Autumn Johnson and Autumn Boomgaarn also appeared in District Court in relation to a child abuse case that took place in August. County Attorney Jeffrey Goltz explained that there was a plea agreement in this case in relation to a juvenile case in the Jefferson County Court. He asked to file a dismissal of the case in District Court, in order to refile it in the Jefferson County Court, emphasizing that it may be better for Judge Linda Bauer to handle the issue since she is already handling the juvenile case that resulted from the incident.
Judge Schreiner agreed that it would be better to have the same judge handle the cases since they occurred within the same family.
Colby’s Sentencing Continued…Again
Stan Colby, who was found guilty of third degree domestic assault by a jury earlier this year, was to appear before the court for sentencing; however, for a second time, he did not comply with the requests of the probation office to complete a mental health evaluation. Colby explained that he was not pleased with the pre-sentence investigation report.
“The updated report has a number of inaccuracies,” said Colby. “I’ve been willing to fill out everything put in front of me.”
Colby was originally supposed to be sentenced in November, but was given a continuance in order to complete the pre-sentence investigation report, including a mental health evaluation. On Thursday, Judge Schreiner advised Colby that this would be the last opportunity given to him to comply with the pre-sentence investigation, ordering him to seek a complete mental health evaluation from a doctor and to comply with the pre-sentence investigation by filling out the mental health assessment.
“Mr. Colby, we’ve been here twice now,” Schreiner said. “The first day, I asked if you were willing to go through the mental health questionnaire, and you said you were. Now I get the second pre-sentence investigation, and for the second time the mental health screening form is not complete; you didn’t do it again. Your statement was that talking to a counselor might be harmful because ‘if they try to change my mind, there may be problems.’ That was your statement during the pre-sentence investigation.

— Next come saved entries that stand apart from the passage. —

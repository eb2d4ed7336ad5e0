use once_cell::unsync::OnceCell;
use crate::analysis::classifier::{ClassificationResult, Classifier};
use crate::analysis::conduction::{ConductionAnalysis, ConductionModelFitter};
use crate::analysis::error::{AnalysisError, Diagnostic, Diagnostics};
use crate::analysis::features::{ClassificationFeatures, FeatureExtractor};
use crate::analysis::hysteresis::{self, LoopMetrics};
use crate::analysis::record::{AnalysisLevel, MeasurementType, SweepRecord};
use crate::analysis::report::{
    AnalysisReport, ClassificationSection, DeviceSnapshot, DiagnosticsSection, Performance,
    SnapshotClassification, SnapshotHysteresis, SnapshotQuality, SnapshotResistance,
    SnapshotVoltage, Stats, Summary, Validation,
};
use crate::analysis::scoring::{EnhancedClassification, EnhancedScorer, ScoringInput};
use crate::analysis::segment::{LoopSegmenter, Segmentation};
use crate::analysis::stats;
use crate::config::AnalyzerConfig;
/// A stage result together with the failures recovered while computing it.
type Staged<T> = (T, Diagnostics);
/// Owns one sweep and lazily computes every derived stage at most once.
///
/// Caches are single-threaded cells: the analyzer can move between threads
/// but cannot be shared by reference across them.
pub struct SweepAnalyzer {
    record: SweepRecord,
    config: AnalyzerConfig,
    intake: Diagnostics,
    segmentation: OnceCell<Segmentation>,
    loop_metrics: OnceCell<Staged<Vec<LoopMetrics>>>,
    conduction: OnceCell<Staged<Option<ConductionAnalysis>>>,
    features: OnceCell<Staged<ClassificationFeatures>>,
    classification: OnceCell<ClassificationResult>,
    enhanced: OnceCell<EnhancedClassification>,
}
impl SweepAnalyzer {
    pub fn new(
        voltage: Vec<f64>,
        current: Vec<f64>,
        time: Option<Vec<f64>>,
        measurement_type: Option<&str>,
        level: &str,
    ) -> Result<Self, AnalysisError> {
        Self::with_config(
            voltage,
            current,
            time,
            measurement_type,
            level,
            AnalyzerConfig::default(),
        )
    }
    pub fn with_config(
        voltage: Vec<f64>,
        current: Vec<f64>,
        time: Option<Vec<f64>>,
        measurement_type: Option<&str>,
        level: &str,
        config: AnalyzerConfig,
    ) -> Result<Self, AnalysisError> {
        let mut intake = Diagnostics::new();
        let suggested = match measurement_type {
            Some(name) => {
                let parsed = MeasurementType::parse(name);
                if parsed.is_none() {
                    intake.push("measurement_type", format!("unknown type {name:?}, detecting"));
                }
                parsed
            }
            None => None,
        };
        let record = SweepRecord::new(voltage, current, time, suggested, AnalysisLevel::parse(level))?;
        Ok(Self::assemble(record, config, intake))
    }
    pub fn from_record(record: SweepRecord, config: AnalyzerConfig) -> Self {
        Self::assemble(record, config, Diagnostics::new())
    }
    fn assemble(record: SweepRecord, config: AnalyzerConfig, mut intake: Diagnostics) -> Self {
        if let Some(requested) = record.degraded_from() {
            intake.push(
                "measurement_type",
                format!("{} requires time data, analyzed as iv_sweep", requested.as_str()),
            );
        }
        log::info!(
            "analyzing {} points as {} at {:?} level",
            record.len(),
            record.measurement_type().as_str(),
            record.analysis_level()
        );
        Self {
            record,
            config,
            intake,
            segmentation: OnceCell::new(),
            loop_metrics: OnceCell::new(),
            conduction: OnceCell::new(),
            features: OnceCell::new(),
            classification: OnceCell::new(),
            enhanced: OnceCell::new(),
        }
    }
    pub fn record(&self) -> &SweepRecord {
        &self.record
    }
    pub fn config(&self) -> &AnalyzerConfig {
        &self.config
    }
    pub fn segmentation(&self) -> &Segmentation {
        self.segmentation.get_or_init(|| {
            let segmentation = LoopSegmenter::from_config(&self.config).segment(&self.record);
            log::debug!(
                "segmented into {} loops (valid: {})",
                segmentation.num_loops,
                segmentation.valid
            );
            segmentation
        })
    }
    pub fn loop_metrics(&self) -> &[LoopMetrics] {
        let (metrics, _) = self.loop_metrics.get_or_init(|| {
            let mut diags = Diagnostics::new();
            let metrics = self
                .segmentation()
                .loops
                .iter()
                .map(|sweep| {
                    hysteresis::loop_metrics(sweep, self.config.resistance_window_fraction, &mut diags)
                })
                .collect();
            (metrics, diags)
        });
        metrics
    }
    pub fn conduction(&self) -> Option<&ConductionAnalysis> {
        let (analysis, _) = self.conduction.get_or_init(|| {
            let mut diags = Diagnostics::new();
            let analysis = ConductionModelFitter::from_config(&self.config).fit(
                self.record.voltage(),
                self.record.current(),
                &mut diags,
            );
            (analysis, diags)
        });
        analysis.as_ref()
    }
    pub fn features(&self) -> &ClassificationFeatures {
        let (features, _) = self.features.get_or_init(|| {
            let mut diags = Diagnostics::new();
            let features = FeatureExtractor::new(&self.config).extract(
                &self.record,
                self.segmentation(),
                self.loop_metrics(),
                &mut diags,
            );
            (features, diags)
        });
        features
    }
    pub fn classification(&self) -> &ClassificationResult {
        self.classification.get_or_init(|| {
            Classifier::new(&self.config).classify(self.features(), self.conduction())
        })
    }
    pub fn enhanced_classification(&self) -> &EnhancedClassification {
        self.enhanced.get_or_init(|| {
            // Run every upstream stage first so their recovered failures are
            // part of the warning list regardless of call order.
            let classification = self.classification();
            let diagnostics = self.diagnostics();
            let input = ScoringInput {
                record: &self.record,
                segmentation: self.segmentation(),
                metrics: self.loop_metrics(),
                features: self.features(),
                classification,
                diagnostics: &diagnostics,
            };
            EnhancedScorer::new(&self.config).score(&input)
        })
    }
    /// Every recovered failure so far, in pipeline order.
    pub fn diagnostics(&self) -> Vec<Diagnostic> {
        let mut all = self.intake.clone();
        if let Some((_, d)) = self.loop_metrics.get() {
            all.extend(d);
        }
        if let Some((_, d)) = self.conduction.get() {
            all.extend(d);
        }
        if let Some((_, d)) = self.features.get() {
            all.extend(d);
        }
        all.into_vec()
    }
    /// Report at the level the analyzer was created with.
    pub fn results(&self) -> AnalysisReport {
        self.get_results(self.record.analysis_level())
    }
    pub fn get_results(&self, level: AnalysisLevel) -> AnalysisReport {
        let summary = self.summary();
        let mut report = AnalysisReport {
            analysis_level: level,
            summary,
            classification: None,
            validation: None,
            performance: None,
            diagnostics: None,
        };
        if level >= AnalysisLevel::Classification {
            report.classification = Some(ClassificationSection {
                result: self.classification().clone(),
                features: self.features().clone(),
                conduction: self.conduction().cloned(),
            });
            report.validation = Some(self.validation());
        }
        if level >= AnalysisLevel::Full {
            report.performance = Some(Performance::from_metrics(self.loop_metrics()));
        }
        if level >= AnalysisLevel::Research {
            let enhanced = self.enhanced_classification().clone();
            report.diagnostics = Some(DiagnosticsSection {
                recovered: self.diagnostics(),
                segmentation: self.segmentation().clone(),
                enhanced,
            });
        }
        report
    }
    fn summary(&self) -> Summary {
        let metrics = self.loop_metrics();
        Summary {
            measurement_type: self.record.measurement_type(),
            requested_measurement_type: self.record.degraded_from(),
            num_points: self.record.len(),
            num_loops: self.segmentation().num_loops,
            voltage_range: stats::min_max(self.record.voltage()),
            current_range: stats::min_max(self.record.current()),
            mean_normalized_area: Stats::over(metrics, |m| m.normalized_area).mean,
            mean_on_off_ratio: Stats::over(metrics, |m| m.on_off_ratio).mean,
        }
    }
    fn validation(&self) -> Validation {
        let segmentation = self.segmentation();
        // Force every stage so the failure count is complete.
        self.classification();
        Validation {
            segmentation_valid: segmentation.valid,
            estimated_loops: segmentation.estimated_loops,
            turning_point_loops: segmentation.turning_point_loops,
            whole_record_fallback: segmentation.whole_record,
            shortest_loop: segmentation.loops.iter().map(|l| l.len()).min().unwrap_or(0),
            sufficient_points: self.record.len() >= self.config.low_point_count,
            recovered_failures: self.diagnostics().len(),
        }
    }
    /// Condensed state of this sweep as one entry of a device history.
    pub fn device_snapshot(&self, cycle_number: u32, timestamp: impl Into<String>) -> DeviceSnapshot {
        let metrics = self.loop_metrics();
        let enhanced = self.enhanced_classification();
        let mean = |field: fn(&LoopMetrics) -> f64| Stats::over(metrics, field).mean;
        DeviceSnapshot {
            timestamp: timestamp.into(),
            cycle_number,
            classification: SnapshotClassification {
                device_type: enhanced.device_type,
                confidence: enhanced.confidence,
                memristivity_score: enhanced.memristivity_score,
            },
            resistance: SnapshotResistance {
                ron: mean(|m| m.ron),
                roff: mean(|m| m.roff),
                on_off_ratio: mean(|m| m.on_off_ratio),
            },
            voltage: SnapshotVoltage {
                von: mean(|m| m.von),
                voff: mean(|m| m.voff),
            },
            hysteresis: SnapshotHysteresis {
                normalized_area: mean(|m| m.normalized_area),
                pinched: self.features().pinched_hysteresis,
            },
            quality: SnapshotQuality {
                memory_window: enhanced.memory_window_quality.overall_quality,
                confidence_factor: enhanced.adaptive_thresholds.confidence_factor,
            },
            warnings: enhanced.warnings.clone(),
        }
    }
}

“I struggled with what I was going to do in this case,” Schreiner continued. “Unfortunately, I think through no fault of your own, you are unable to assess your own mental health situation, and I think that’s sad.”
Holding up the documents sentencing Colby to jail, Schreiner emphasized that this is the last opportunity for Colby to comply with the pre-sentence investigation and seeking a professional psychological evaluation. His sentencing was continued to Jan. 19, 2017.
“I need you to cooperate,” said Schreiner. “What concerns me is your mental health. Honestly, today, I was prepared to send you to jail. I just don’t see that I have much choice seeing that I can’t pin down your mental health status. But, I wasn’t comfortable with sending a mentally ill person to jail. I need all of the information possible to craft a just sentence.
“Mr. Colby, in my hand is an order of sentence, sentencing you to the Jefferson County Jail,” Schreiner continued. “That’s what I intended to do today. I am willing to go this far with you Mr. Colby, but I don’t see myself doing that again. Next time I will go through with sentencing. I can only go so far with you.”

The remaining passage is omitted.